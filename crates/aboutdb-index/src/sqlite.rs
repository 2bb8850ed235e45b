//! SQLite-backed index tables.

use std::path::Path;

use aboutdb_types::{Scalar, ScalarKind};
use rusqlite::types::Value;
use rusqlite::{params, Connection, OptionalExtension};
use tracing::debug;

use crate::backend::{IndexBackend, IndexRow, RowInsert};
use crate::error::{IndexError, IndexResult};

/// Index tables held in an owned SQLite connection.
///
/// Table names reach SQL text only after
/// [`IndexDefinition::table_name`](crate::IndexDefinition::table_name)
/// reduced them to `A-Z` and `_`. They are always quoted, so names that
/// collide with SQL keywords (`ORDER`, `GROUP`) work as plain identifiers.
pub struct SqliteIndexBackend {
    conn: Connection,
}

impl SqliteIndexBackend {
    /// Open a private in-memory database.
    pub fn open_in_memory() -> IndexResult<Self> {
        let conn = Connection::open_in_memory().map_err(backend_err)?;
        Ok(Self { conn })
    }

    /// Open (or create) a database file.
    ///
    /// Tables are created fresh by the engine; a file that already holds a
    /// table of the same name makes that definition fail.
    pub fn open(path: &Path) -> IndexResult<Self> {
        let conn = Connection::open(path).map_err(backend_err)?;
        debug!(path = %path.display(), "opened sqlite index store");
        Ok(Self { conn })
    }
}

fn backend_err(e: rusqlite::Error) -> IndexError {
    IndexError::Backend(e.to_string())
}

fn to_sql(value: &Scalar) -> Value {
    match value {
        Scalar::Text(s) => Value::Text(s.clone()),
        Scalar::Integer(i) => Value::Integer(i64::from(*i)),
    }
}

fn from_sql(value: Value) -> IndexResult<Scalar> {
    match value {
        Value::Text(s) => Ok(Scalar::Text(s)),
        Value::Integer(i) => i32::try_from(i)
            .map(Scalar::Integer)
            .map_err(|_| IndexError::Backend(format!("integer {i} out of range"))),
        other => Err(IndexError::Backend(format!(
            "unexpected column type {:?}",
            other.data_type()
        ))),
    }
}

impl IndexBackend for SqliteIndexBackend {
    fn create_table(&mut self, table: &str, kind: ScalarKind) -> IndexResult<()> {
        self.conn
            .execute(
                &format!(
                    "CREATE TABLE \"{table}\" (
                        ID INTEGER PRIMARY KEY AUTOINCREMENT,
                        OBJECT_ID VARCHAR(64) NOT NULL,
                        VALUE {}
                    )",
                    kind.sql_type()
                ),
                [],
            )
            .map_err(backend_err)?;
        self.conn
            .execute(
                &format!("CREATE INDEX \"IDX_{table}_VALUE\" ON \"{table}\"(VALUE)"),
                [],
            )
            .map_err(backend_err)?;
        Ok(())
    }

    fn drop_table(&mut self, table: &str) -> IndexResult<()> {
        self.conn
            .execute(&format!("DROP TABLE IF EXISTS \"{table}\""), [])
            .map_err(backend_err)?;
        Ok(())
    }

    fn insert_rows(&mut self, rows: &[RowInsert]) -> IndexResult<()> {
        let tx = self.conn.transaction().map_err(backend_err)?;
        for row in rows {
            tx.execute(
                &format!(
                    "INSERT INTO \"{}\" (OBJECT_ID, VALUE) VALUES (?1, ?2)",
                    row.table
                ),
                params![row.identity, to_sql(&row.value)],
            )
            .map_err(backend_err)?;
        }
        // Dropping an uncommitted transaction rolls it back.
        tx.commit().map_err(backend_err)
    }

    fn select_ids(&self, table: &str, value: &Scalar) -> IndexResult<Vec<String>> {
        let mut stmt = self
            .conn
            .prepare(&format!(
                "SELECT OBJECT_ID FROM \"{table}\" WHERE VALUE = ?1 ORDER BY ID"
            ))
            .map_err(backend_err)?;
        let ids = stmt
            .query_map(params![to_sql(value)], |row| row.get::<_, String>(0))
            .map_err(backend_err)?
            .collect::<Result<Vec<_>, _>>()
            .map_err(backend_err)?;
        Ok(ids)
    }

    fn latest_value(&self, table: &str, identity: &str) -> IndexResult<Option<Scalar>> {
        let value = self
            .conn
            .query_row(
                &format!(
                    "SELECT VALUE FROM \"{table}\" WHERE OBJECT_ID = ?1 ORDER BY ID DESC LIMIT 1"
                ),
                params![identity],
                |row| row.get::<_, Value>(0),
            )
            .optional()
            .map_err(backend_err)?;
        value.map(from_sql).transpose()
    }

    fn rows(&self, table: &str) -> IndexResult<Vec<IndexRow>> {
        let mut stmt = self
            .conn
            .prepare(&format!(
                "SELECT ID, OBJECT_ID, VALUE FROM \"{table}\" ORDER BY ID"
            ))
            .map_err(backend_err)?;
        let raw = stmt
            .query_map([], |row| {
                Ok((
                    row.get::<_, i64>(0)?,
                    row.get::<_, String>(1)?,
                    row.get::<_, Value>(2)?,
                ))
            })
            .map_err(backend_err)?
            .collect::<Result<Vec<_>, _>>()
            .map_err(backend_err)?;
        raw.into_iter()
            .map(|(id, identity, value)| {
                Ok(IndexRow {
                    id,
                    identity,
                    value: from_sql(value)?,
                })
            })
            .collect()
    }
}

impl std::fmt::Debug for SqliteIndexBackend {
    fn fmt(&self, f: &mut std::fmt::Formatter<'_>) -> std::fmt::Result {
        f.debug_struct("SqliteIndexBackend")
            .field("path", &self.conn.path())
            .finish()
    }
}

◇ ◇ ◇ ◇ ◇ ◇ ◇

**Problem description**
In the entries above, find each line with "RowInsert" and copy it.

**Result of the task**
use crate::backend::{IndexBackend, IndexRow, RowInsert};
    fn insert_rows(&mut self, rows: &[RowInsert]) -> IndexResult<()> {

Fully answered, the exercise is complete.